随着AI能力的提升,它的使用已经融入我们生活的方方面面。现在当你打通客服电话时,首先接待你的常常是融合了AI技术的在线机器人,它们可以为你解答简单的问题。当你在电商平台搜索商品时,即使你输入的关键词不够规范,AI也能够迅速理解你的意图,在成千上万的商品中找到最可能符合你需求的商品。更进一步,很多电商平台已经推出图片搜索功能,你在街上看到某件心仪的商品,用手机随手一拍,就可以快速匹配出相同或类似的商品。很多企业也开始通过AI技术,努力提高灵活性、响应速度、洞察力及生产效率。例如,采用AI取代重复性的手工劳动,以解放劳动力,使企业聚焦于高价值的工作。利用机器人流程自动化(Robotic Process Automation,RPA)不仅可以节省劳动力,而且可以在质量监控、防止欺诈乃至医学诊断和研究等特定场景中极大提升识别能力,达到人工难以企及的效果。例如,在制造业,采用基于AI的图像识别技术,用上万张产品缺陷图像不断训练、优化算法,最终可代替人工对产品进行高效质检,不断提升良率。在医疗领域,借助大量的影像数据和诊断数据,对基于AI的医疗影像识别技术进行训练,使其掌握诊断能力,可以协助医生更加高效、准确地诊断如癌症等疾病,并判断治疗的效果。又如,将经过充分训练的AI应用于决策流程,可以帮助企业管理者对决策进行模拟,并对结果进行一定程度的预测,从而做出最优的业务决策。

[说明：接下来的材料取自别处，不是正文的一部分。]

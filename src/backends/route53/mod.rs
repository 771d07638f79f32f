mod sdk_err;

use super::{ChangeHandle, ChangeStatus, DnsControlPlane, RecordSet};
use crate::config::Account;
use crate::err::*;
use sdk_err::*;

use async_trait::async_trait;
use aws_sdk_route53::config::{BehaviorVersion, Credentials, Region};
use aws_sdk_route53::types::{
    Change, ChangeAction, ChangeBatch, ChangeInfo, ChangeStatus as SdkChangeStatus,
    ResourceRecord, ResourceRecordSet, RrType,
};
use aws_sdk_route53::Client;
use tracing::{debug, info};

use std::fmt;

// Route 53 is a global service served out of us-east-1.
const ROUTE53_REGION: &str = "us-east-1";

pub struct Route53 {
    client: Client,
    key_id: String,
}

impl fmt::Debug for Route53 {
    fn fmt(&self, f: &mut fmt::Formatter<'_>) -> fmt::Result {
        f.debug_struct("Route53")
            .field("key_id", &self.key_id)
            .finish()
    }
}

fn record_from_sdk(rrs: &ResourceRecordSet) -> RecordSet {
    RecordSet {
        name: rrs.name().to_owned(),
        record_type: rrs.r#type().as_str().to_owned(),
        ttl: rrs.ttl(),
        values: rrs
            .resource_records()
            .iter()
            .map(|rr| rr.value().to_owned())
            .collect(),
    }
}

fn status_from_sdk(info: &ChangeInfo) -> ChangeStatus {
    match info.status() {
        SdkChangeStatus::Insync => ChangeStatus::InSync,
        SdkChangeStatus::Pending => ChangeStatus::Pending,
        other => ChangeStatus::Other(other.as_str().to_owned()),
    }
}

impl Route53 {
    /// Builds the client for one account. Accounts without static keys use
    /// the default AWS credential chain (environment, profile, instance role).
    pub async fn from_account(account: &Account) -> Self {
        let region = Region::from_static(ROUTE53_REGION);

        match account.static_keys() {
            Some((id, secret)) => {
                let creds = Credentials::new(id, secret, None, None, "r53-syncer");
                let conf = aws_sdk_route53::Config::builder()
                    .behavior_version(BehaviorVersion::latest())
                    .region(region)
                    .credentials_provider(creds)
                    .build();

                Self {
                    client: Client::from_conf(conf),
                    key_id: id.to_owned(),
                }
            }
            None => {
                let shared = aws_config::defaults(BehaviorVersion::latest())
                    .region(region)
                    .load()
                    .await;

                Self {
                    client: Client::new(&shared),
                    key_id: "<default chain>".to_owned(),
                }
            }
        }
    }
}

#[async_trait]
impl DnsControlPlane for Route53 {
    async fn list_records(&self, zone_id: &str) -> Result<Vec<RecordSet>> {
        let mut records = Vec::new();
        let mut start: Option<(String, RrType, Option<String>)> = None;

        loop {
            let mut req = self
                .client
                .list_resource_record_sets()
                .hosted_zone_id(zone_id);
            if let Some((name, rr_type, identifier)) = start.take() {
                req = req
                    .start_record_name(name)
                    .start_record_type(rr_type)
                    .set_start_record_identifier(identifier);
            }

            let resp = req.send().await.map_err(|e| {
                if e
                    .as_service_error()
                    .map_or(false, |se| se.is_no_such_hosted_zone())
                {
                    AppErr::ZoneNotFound(zone_id.to_owned())
                } else {
                    from_sdk_err(e, "ListResourceRecordSets")
                }
            })?;
            debug!("ListResourceRecordSets({}): {:?}", zone_id, resp);

            records.extend(resp.resource_record_sets().iter().map(record_from_sdk));

            if !resp.is_truncated() {
                break;
            }
            match (resp.next_record_name(), resp.next_record_type()) {
                (Some(name), Some(rr_type)) => {
                    start = Some((
                        name.to_owned(),
                        rr_type.clone(),
                        resp.next_record_identifier().map(str::to_owned),
                    ))
                }
                _ => break,
            }
        }

        Ok(records)
    }

    async fn upsert_a_record(
        &self,
        zone_id: &str,
        domain: &str,
        ttl: Option<i64>,
        new_value: &str,
    ) -> Result<ChangeHandle> {
        let record_set = ResourceRecordSet::builder()
            .name(domain)
            .r#type(RrType::A)
            .set_ttl(ttl)
            .resource_records(ResourceRecord::builder().value(new_value).build()?)
            .build()?;

        let batch = ChangeBatch::builder()
            .changes(
                Change::builder()
                    .action(ChangeAction::Upsert)
                    .resource_record_set(record_set)
                    .build()?,
            )
            .build()?;

        let resp = self
            .client
            .change_resource_record_sets()
            .hosted_zone_id(zone_id)
            .change_batch(batch)
            .send()
            .await
            .map_err(|e| from_sdk_err(e, "ChangeResourceRecordSets"))?;
        debug!("ChangeResourceRecordSets({}): {:?}", zone_id, resp);

        let change = resp.change_info().ok_or_else(|| {
            missing_change_info("ChangeResourceRecordSets")
        })?;
        info!(
            "Changed A record: Name={}, Values=[{}], Change={}",
            domain,
            new_value,
            change.id()
        );

        Ok(ChangeHandle {
            id: change.id().to_owned(),
            zone_id: zone_id.to_owned(),
            domain: domain.to_owned(),
        })
    }

    async fn change_status(&self, change_id: &str) -> Result<ChangeStatus> {
        let resp = self
            .client
            .get_change()
            .id(change_id)
            .send()
            .await
            .map_err(|e| from_sdk_err(e, "GetChange"))?;

        let change = resp
            .change_info()
            .ok_or_else(|| missing_change_info("GetChange"))?;
        Ok(status_from_sdk(change))
    }
}
use crate::backends::{find_a_record, ChangeHandle, DnsControlPlane, RecordSet};
use crate::config::Account;
use crate::err::*;
use crate::get_ip::IpOracle;
use crate::options::FailurePolicy;
use crate::resolve::Resolve;

use std::fmt;
use std::future::Future;
use std::net::IpAddr;
use std::time::Duration;

use tracing::{debug, error, info, warn};

/// An account together with the control-plane client built for it.
pub struct Managed<B> {
    pub account: Account,
    pub backend: B,
}

/// The (account, domain) pair a single check works on.
#[derive(Debug, Clone, Copy)]
pub struct Target<'a> {
    pub account: &'a Account,
    pub domain: &'a str,
}

#[derive(Debug)]
enum Outcome {
    UpToDate,
    Skipped,
    Submitted(ChangeHandle),
}

/// Counters for one pass over every configured domain.
#[derive(Debug, Default, PartialEq, Eq)]
pub struct TickReport {
    pub up_to_date: usize,
    pub skipped: usize,
    pub failed: usize,
    pub submitted: usize,
    pub confirmed: usize,
    pub timed_out: usize,
}

impl fmt::Display for TickReport {
    fn fmt(&self, f: &mut fmt::Formatter<'_>) -> fmt::Result {
        write!(
            f,
            "{} up to date, {} skipped, {} submitted, {} confirmed, {} timed out, {} failed",
            self.up_to_date,
            self.skipped,
            self.submitted,
            self.confirmed,
            self.timed_out,
            self.failed
        )
    }
}

pub struct Syncer<B, O, R> {
    accounts: Vec<Managed<B>>,
    oracle: O,
    resolver: R,
    on_failure: FailurePolicy,
    wait_timeout: Duration,
}

fn change_table(current: &RecordSet, proposed: &RecordSet) -> Result<String> {
    use tabled::{
        builder::Builder,
        settings::{object::Rows, Alignment, Modify},
    };

    let current_json = serde_json::to_string_pretty(current)?;
    let proposed_json = serde_json::to_string_pretty(proposed)?;

    let mut builder = Builder::default();
    builder.push_record(vec!["Current A Record", "Upsert"]);
    builder.push_record(vec![&current_json, &proposed_json]);
    let mut table = builder.build();
    table.with(Modify::new(Rows::first()).with(Alignment::center()));

    Ok(table.to_string())
}

impl<B, O, R> Syncer<B, O, R>
where
    B: DnsControlPlane,
    O: IpOracle,
    R: Resolve,
{
    pub fn new(
        accounts: Vec<Managed<B>>,
        oracle: O,
        resolver: R,
        on_failure: FailurePolicy,
        wait_timeout: Duration,
    ) -> Self {
        Self {
            accounts,
            oracle,
            resolver,
            on_failure,
            wait_timeout,
        }
    }

    /// Runs a check every `pause` until `shutdown` resolves. Shutdown is
    /// honoured in the middle of a check as well as between checks.
    pub async fn run_until<F>(&self, pause: Duration, shutdown: F) -> Result<()>
    where
        F: Future<Output = ()>,
    {
        tokio::pin!(shutdown);

        loop {
            let report = tokio::select! {
                report = self.run_once() => report?,
                _ = &mut shutdown => {
                    info!("Shutting down in the middle of a check");
                    return Ok(());
                }
            };
            info!("Tick done: {}", report);

            tokio::select! {
                _ = &mut shutdown => return Ok(()),
                _ = tokio::time::sleep(pause) => {},
            };
        }
    }

    /// Checks every domain of every account once, then waits for the
    /// changes submitted along the way.
    ///
    /// Under the exit policy the first update failure stops further
    /// submissions, but changes already submitted are still awaited before
    /// the failure is returned.
    pub async fn run_once(&self) -> Result<TickReport> {
        let mut report = TickReport::default();
        let mut pending: Vec<(&B, ChangeHandle)> = Vec::new();
        let mut fatal: Option<AppErr> = None;

        'accounts: for managed in self.accounts.iter() {
            for domain in managed.account.domain_urls.iter() {
                let target = Target {
                    account: &managed.account,
                    domain,
                };

                match self.check_target(&managed.backend, target).await {
                    Ok(Outcome::UpToDate) => report.up_to_date += 1,
                    Ok(Outcome::Skipped) => report.skipped += 1,
                    Ok(Outcome::Submitted(handle)) => {
                        report.submitted += 1;
                        pending.push((&managed.backend, handle));
                    }
                    Err(e) => {
                        report.failed += 1;
                        self.on_update_failure(domain, e, &mut fatal);
                        if fatal.is_some() {
                            break 'accounts;
                        }
                    }
                }
            }
        }

        self.wait_for_results(pending, &mut report, &mut fatal).await;

        match fatal {
            Some(e) => Err(e),
            None => Ok(report),
        }
    }

    fn on_update_failure(&self, domain: &str, e: AppErr, fatal: &mut Option<AppErr>) {
        error!("Record update failed for {}: {}", domain, e);
        if self.on_failure == FailurePolicy::Exit && fatal.is_none() {
            *fatal = Some(e);
        }
    }

    async fn wait_for_results(
        &self,
        pending: Vec<(&B, ChangeHandle)>,
        report: &mut TickReport,
        fatal: &mut Option<AppErr>,
    ) {
        for (backend, handle) in pending.into_iter() {
            info!(
                "Waiting on status update for {} in zone {} ...",
                handle.domain, handle.zone_id
            );
            match backend.await_change(&handle, self.wait_timeout).await {
                Ok(()) => {
                    report.confirmed += 1;
                    info!("Record update successful for {}", handle.domain);
                }
                // Outcome unknown; the next tick compares again.
                Err(e @ AppErr::ChangeTimeout { .. }) => {
                    report.timed_out += 1;
                    warn!("Giving up waiting on {}: {}", handle.domain, e);
                }
                Err(e) => {
                    report.failed += 1;
                    self.on_update_failure(&handle.domain, e, fatal);
                }
            }
        }
    }

    async fn check_target(&self, backend: &B, target: Target<'_>) -> Result<Outcome> {
        debug!("Validating DNS record for {}", target.domain);

        let resolved = match self.resolver.resolve(target.domain).await {
            Ok(ip) => ip,
            Err(e) => {
                error!("Error resolving hostname: {}", e);
                return Ok(Outcome::Skipped);
            }
        };

        let public = match self.oracle.fetch_public_ip().await {
            Ok(ip) if ip.is_ipv4() => ip,
            Ok(ip) => {
                warn!(
                    "Public ip {} is not IPv4, cannot go in an A record, skipping {}",
                    ip, target.domain
                );
                return Ok(Outcome::Skipped);
            }
            Err(e) => {
                warn!("Cannot get public ip, skipping {}: {}", target.domain, e);
                return Ok(Outcome::Skipped);
            }
        };

        debug!("IP Address={}; A-Record={}", public, resolved);
        if public == resolved {
            debug!("DNS record for {} is up to date", target.domain);
            return Ok(Outcome::UpToDate);
        }

        info!("External IP address has changed to: {}", public);
        let handle = self.change_record(backend, target, resolved, public).await?;
        Ok(Outcome::Submitted(handle))
    }

    /// Probes the account's zones in order and stops at the first one
    /// holding an A record for the domain.
    async fn locate_record(
        &self,
        backend: &B,
        target: Target<'_>,
    ) -> Result<(String, RecordSet)> {
        for zone_id in target.account.zone_ids.iter() {
            let records = match backend.list_records(zone_id).await {
                Ok(records) => records,
                Err(e) => {
                    error!("Listing zone {} failed: {}", zone_id, e);
                    continue;
                }
            };

            match find_a_record(&records, target.domain) {
                Some(record) => return Ok((zone_id.clone(), record.clone())),
                None => info!(
                    "No A record for {} in zone {}",
                    target.domain, zone_id
                ),
            }
        }

        Err(AppErr::RecordNotFound(target.domain.to_owned()))
    }

    async fn change_record(
        &self,
        backend: &B,
        target: Target<'_>,
        resolved: IpAddr,
        public: IpAddr,
    ) -> Result<ChangeHandle> {
        info!("Updating DNS record for: {}", target.domain);

        let (zone_id, record) = self.locate_record(backend, target).await?;
        info!("Current A record values: {:?}", record.values);

        let resolved = resolved.to_string();
        if !record.values.contains(&resolved) {
            return Err(AppErr::ValueMismatch {
                domain: target.domain.to_owned(),
                resolved,
                values: record.values,
            });
        }

        let new_value = public.to_string();
        let proposed = RecordSet {
            name: target.domain.to_owned(),
            record_type: "A".to_owned(),
            ttl: record.ttl,
            values: vec![new_value.clone()],
        };
        info!("\n{}", change_table(&record, &proposed)?);

        backend
            .upsert_a_record(&zone_id, target.domain, record.ttl, &new_value)
            .await
    }
}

云计算为AI带来了巨大的计算能力,而大数据和IoT则为AI提供了新的数据来源,这都使AI技术在各行各业充分发挥潜力成为可能。仅以企业对AI的应用为例,SAP在2017年定义了企业内部的财务流程、生产制造流程、人力资源管理流程、客户关系管理流程、供应链管理流程,以及资产管理流程6个方面的上百个AI应用场景,并公布了在未来所有标准产品中逐步实现这些AI场景的路线图。而在企业之外,AI在人们生活中的应用更是随处可见。有人大胆地预测,AI会逐渐演变为一种类似移动网络和云计算一样的资源,每一个人、每一家企业都能够轻易获得的资源,是未来经济大幅增长的重要驱动力。根据多家专业机构的预测,到2030年,AI将助推全球生产总值增长12%左右。同时,使用创新应用AI,将成为企业打造竞争力的核心。随着各企业纷纷投入AI的深化应用,AI将加速多行业的创新,催生更多的新型业态,为各行业开辟崭新的发展空间。